• The problem
Repeat all entries exactly.

• Data supplied
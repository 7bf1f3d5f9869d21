//! Model-based property tests.
//!
//! These tests generate random operation sequences and verify that the real
//! registry behaves identically to the reference model.
//!
//! # Architecture
//!
//! ```text
//! proptest generates: Vec<Operation>
//!                          │
//!           ┌──────────────┼──────────────┐
//!           ▼              ▼              ▼
//!     ModelRegistry  SessionRegistry   Compare
//!      (reference)     (SimEnv)        Results
//! ```

use pdugate_core::{SessionRegistry, SharedRegistry};
use pdugate_harness::{
    ModelRegistry, ModelSubscriberId, ObservableState, Operation, OperationResult, SimEnv,
    SmallSd,
};
use pdugate_proto::{Ack, StatusCode};
use proptest::prelude::*;

/// Real system wrapper that mirrors `ModelRegistry`'s interface.
struct RealRegistry {
    registry: SessionRegistry<SimEnv>,
}

impl RealRegistry {
    fn new(seed: u64) -> Self {
        Self { registry: SessionRegistry::new(SimEnv::with_seed(seed)) }
    }

    fn apply(&mut self, op: &Operation) -> Ack {
        self.registry.handle(op.to_request())
    }

    fn observable_state(&self) -> ObservableState {
        ObservableState { registered: self.registry.subscribers() }
    }
}

/// Strategy for generating slice differentiators.
fn sd_strategy() -> impl Strategy<Value = SmallSd> {
    (any::<u8>(), any::<u16>()).prop_map(|(shape, value)| SmallSd { shape, value })
}

/// Strategy for generating operations over a small id space.
fn operation_strategy() -> impl Strategy<Value = Operation> {
    let id = 0..8 as ModelSubscriberId;
    let sst = prop_oneof![4 => 1i16..=255, 1 => any::<i16>()];

    prop_oneof![
        3 => id.clone().prop_map(|id| Operation::Register { id }),
        4 => (id.clone(), sst, sd_strategy())
            .prop_map(|(id, sst, sd)| Operation::EstablishPduSession { id, sst, sd }),
        2 => id.prop_map(|id| Operation::Deregister { id }),
    ]
}

fn check_ack(op: &Operation, expected: &OperationResult, ack: &Ack) -> Result<(), TestCaseError> {
    prop_assert_eq!(ack.id(), op.subscriber());
    prop_assert_eq!(ack.status(), expected.status(), "op {:?}", op);
    prop_assert_eq!(ack.message(), expected.message(op), "op {:?}", op);

    if let Ack::PduSession(pdu) = ack {
        match pdu.pdu_id {
            Some(pdu_id) => {
                prop_assert!(expected.is_ok(), "pdu_id on rejected op {:?}", op);
                prop_assert!((1..=15).contains(&pdu_id), "pdu_id {} out of range", pdu_id);
            },
            None => prop_assert!(expected.is_err(), "no pdu_id on accepted op {:?}", op),
        }
    }
    Ok(())
}

proptest! {
    /// Verify that every ack and the final state match the model.
    #[test]
    fn prop_model_matches_real(
        seed in any::<u64>(),
        ops in prop::collection::vec(operation_strategy(), 0..100)
    ) {
        let mut model = ModelRegistry::new();
        let mut real = RealRegistry::new(seed);

        for (i, op) in ops.iter().enumerate() {
            let expected = model.apply(op);
            let ack = real.apply(op);

            check_ack(op, &expected, &ack)
                .map_err(|e| TestCaseError::fail(format!("divergence at operation {i}: {e}")))?;
            prop_assert_eq!(model.observable_state(), real.observable_state());
        }
    }

    /// The same operations through `SharedRegistry` give the same acks.
    #[test]
    fn prop_shared_handle_matches_model(
        ops in prop::collection::vec(operation_strategy(), 0..50)
    ) {
        let mut model = ModelRegistry::new();
        let shared = SharedRegistry::new(SimEnv::with_seed(3));

        for op in &ops {
            let expected = model.apply(op);
            let ack = shared.handle(op.to_request());
            check_ack(op, &expected, &ack)?;
        }

        prop_assert_eq!(model.observable_state().registered, shared.subscribers());
    }

    /// PDU session requests never change who is registered.
    #[test]
    fn prop_pdu_session_is_read_only(
        seed in any::<u64>(),
        ops in prop::collection::vec(operation_strategy(), 0..50),
        id in 0..8 as ModelSubscriberId,
        sst in any::<i16>(),
        sd in sd_strategy()
    ) {
        let mut model = ModelRegistry::new();
        let mut real = RealRegistry::new(seed);
        for op in &ops {
            model.apply(op);
            real.apply(op);
        }

        let before = real.observable_state();
        prop_assert_eq!(&before, &model.observable_state());

        let op = Operation::EstablishPduSession { id, sst, sd };
        model.apply(&op);
        real.apply(&op);
        prop_assert_eq!(real.observable_state(), before);
        prop_assert_eq!(model.observable_state(), real.observable_state());
    }

    /// Same seed, same ops: identical acks, pdu ids included.
    #[test]
    fn prop_same_seed_same_acks(
        seed in any::<u64>(),
        ops in prop::collection::vec(operation_strategy(), 0..50)
    ) {
        let run = |seed| {
            let mut real = RealRegistry::new(seed);
            ops.iter().map(|op| real.apply(op)).collect::<Vec<_>>()
        };

        prop_assert_eq!(run(seed), run(seed));
    }
}

#[test]
fn registered_subscriber_status_codes() {
    let mut real = RealRegistry::new(0);
    let sd = SmallSd { shape: 0, value: 0x00ab };

    let ack = real.apply(&Operation::EstablishPduSession { id: 1, sst: 1, sd });
    assert_eq!(ack.status(), StatusCode::Forbidden);

    real.apply(&Operation::Register { id: 1 });
    let ack = real.apply(&Operation::EstablishPduSession { id: 1, sst: 1, sd });
    assert_eq!(ack.status(), StatusCode::Ok);
}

• Exercise result
repository 7bf1f3d5f9869d21
//! Model-based property tests.
//!
//! These tests generate random operation sequences and verify that the real
//! registry behaves identically to the reference model.
//!
//! # Architecture
//!
//! ```text
//! proptest generates: Vec<Operation>
//!                          │
//!           ┌──────────────┼──────────────┐
//!           ▼              ▼              ▼
//!     ModelRegistry  SessionRegistry   Compare
//!      (reference)     (SimEnv)        Results
//! ```

use pdugate_core::{SessionRegistry, SharedRegistry};
use pdugate_harness::{
    ModelRegistry, ModelSubscriberId, ObservableState, Operation, OperationResult, SimEnv,
    SmallSd,
};
use pdugate_proto::{Ack, StatusCode};
use proptest::prelude::*;

/// Real system wrapper that mirrors `ModelRegistry`'s interface.
struct RealRegistry {
    registry: SessionRegistry<SimEnv>,
}

impl RealRegistry {
    fn new(seed: u64) -> Self {
        Self { registry: SessionRegistry::new(SimEnv::with_seed(seed)) }
    }

    fn apply(&mut self, op: &Operation) -> Ack {
        self.registry.handle(op.to_request())
    }

    fn observable_state(&self) -> ObservableState {
        ObservableState { registered: self.registry.subscribers() }
    }
}

/// Strategy for generating slice differentiators.
fn sd_strategy() -> impl Strategy<Value = SmallSd> {
    (any::<u8>(), any::<u16>()).prop_map(|(shape, value)| SmallSd { shape, value })
}

/// Strategy for generating operations over a small id space.
fn operation_strategy() -> impl Strategy<Value = Operation> {
    let id = 0..8 as ModelSubscriberId;
    let sst = prop_oneof![4 => 1i16..=255, 1 => any::<i16>()];

    prop_oneof![
        3 => id.clone().prop_map(|id| Operation::Register { id }),
        4 => (id.clone(), sst, sd_strategy())
            .prop_map(|(id, sst, sd)| Operation::EstablishPduSession { id, sst, sd }),
        2 => id.prop_map(|id| Operation::Deregister { id }),
    ]
}

fn check_ack(op: &Operation, expected: &OperationResult, ack: &Ack) -> Result<(), TestCaseError> {
    prop_assert_eq!(ack.id(), op.subscriber());
    prop_assert_eq!(ack.status(), expected.status(), "op {:?}", op);
    prop_assert_eq!(ack.message(), expected.message(op), "op {:?}", op);

    if let Ack::PduSession(pdu) = ack {
        match pdu.pdu_id {
            Some(pdu_id) => {
                prop_assert!(expected.is_ok(), "pdu_id on rejected op {:?}", op);
                prop_assert!((1..=15).contains(&pdu_id), "pdu_id {} out of range", pdu_id);
            },
            None => prop_assert!(expected.is_err(), "no pdu_id on accepted op {:?}", op),
        }
    }
    Ok(())
}

proptest! {
    /// Verify that every ack and the final state match the model.
    #[test]
    fn prop_model_matches_real(
        seed in any::<u64>(),
        ops in prop::collection::vec(operation_strategy(), 0..100)
    ) {
        let mut model = ModelRegistry::new();
        let mut real = RealRegistry::new(seed);

        for (i, op) in ops.iter().enumerate() {
            let expected = model.apply(op);
            let ack = real.apply(op);

            check_ack(op, &expected, &ack)
                .map_err(|e| TestCaseError::fail(format!("divergence at operation {i}: {e}")))?;
            prop_assert_eq!(model.observable_state(), real.observable_state());
        }
    }

    /// The same operations through `SharedRegistry` give the same acks.
    #[test]
    fn prop_shared_handle_matches_model(
        ops in prop::collection::vec(operation_strategy(), 0..50)
    ) {
        let mut model = ModelRegistry::new();
        let shared = SharedRegistry::new(SimEnv::with_seed(3));

        for op in &ops {
            let expected = model.apply(op);
            let ack = shared.handle(op.to_request());
            check_ack(op, &expected, &ack)?;
        }

        prop_assert_eq!(model.observable_state().registered, shared.subscribers());
    }

    /// PDU session requests never change who is registered.
    #[test]
    fn prop_pdu_session_is_read_only(
        seed in any::<u64>(),
        ops in prop::collection::vec(operation_strategy(), 0..50),
        id in 0..8 as ModelSubscriberId,
        sst in any::<i16>(),
        sd in sd_strategy()
    ) {
        let mut model = ModelRegistry::new();
        let mut real = RealRegistry::new(seed);
        for op in &ops {
            model.apply(op);
            real.apply(op);
        }

        let before = real.observable_state();
        prop_assert_eq!(&before, &model.observable_state());

        let op = Operation::EstablishPduSession { id, sst, sd };
        model.apply(&op);
        real.apply(&op);
        prop_assert_eq!(real.observable_state(), before);
        prop_assert_eq!(model.observable_state(), real.observable_state());
    }

    /// Same seed, same ops: identical acks, pdu ids included.
    #[test]
    fn prop_same_seed_same_acks(
        seed in any::<u64>(),
        ops in prop::collection::vec(operation_strategy(), 0..50)
    ) {
        let run = |seed| {
            let mut real = RealRegistry::new(seed);
            ops.iter().map(|op| real.apply(op)).collect::<Vec<_>>()
        };

        prop_assert_eq!(run(seed), run(seed));
    }
}

#[test]
fn registered_subscriber_status_codes() {
    let mut real = RealRegistry::new(0);
    let sd = SmallSd { shape: 0, value: 0x00ab };

    let ack = real.apply(&Operation::EstablishPduSession { id: 1, sst: 1, sd });
    assert_eq!(ack.status(), StatusCode::Forbidden);

    real.apply(&Operation::Register { id: 1 });
    let ack = real.apply(&Operation::EstablishPduSession { id: 1, sst: 1, sd });
    assert_eq!(ack.status(), StatusCode::Ok);
}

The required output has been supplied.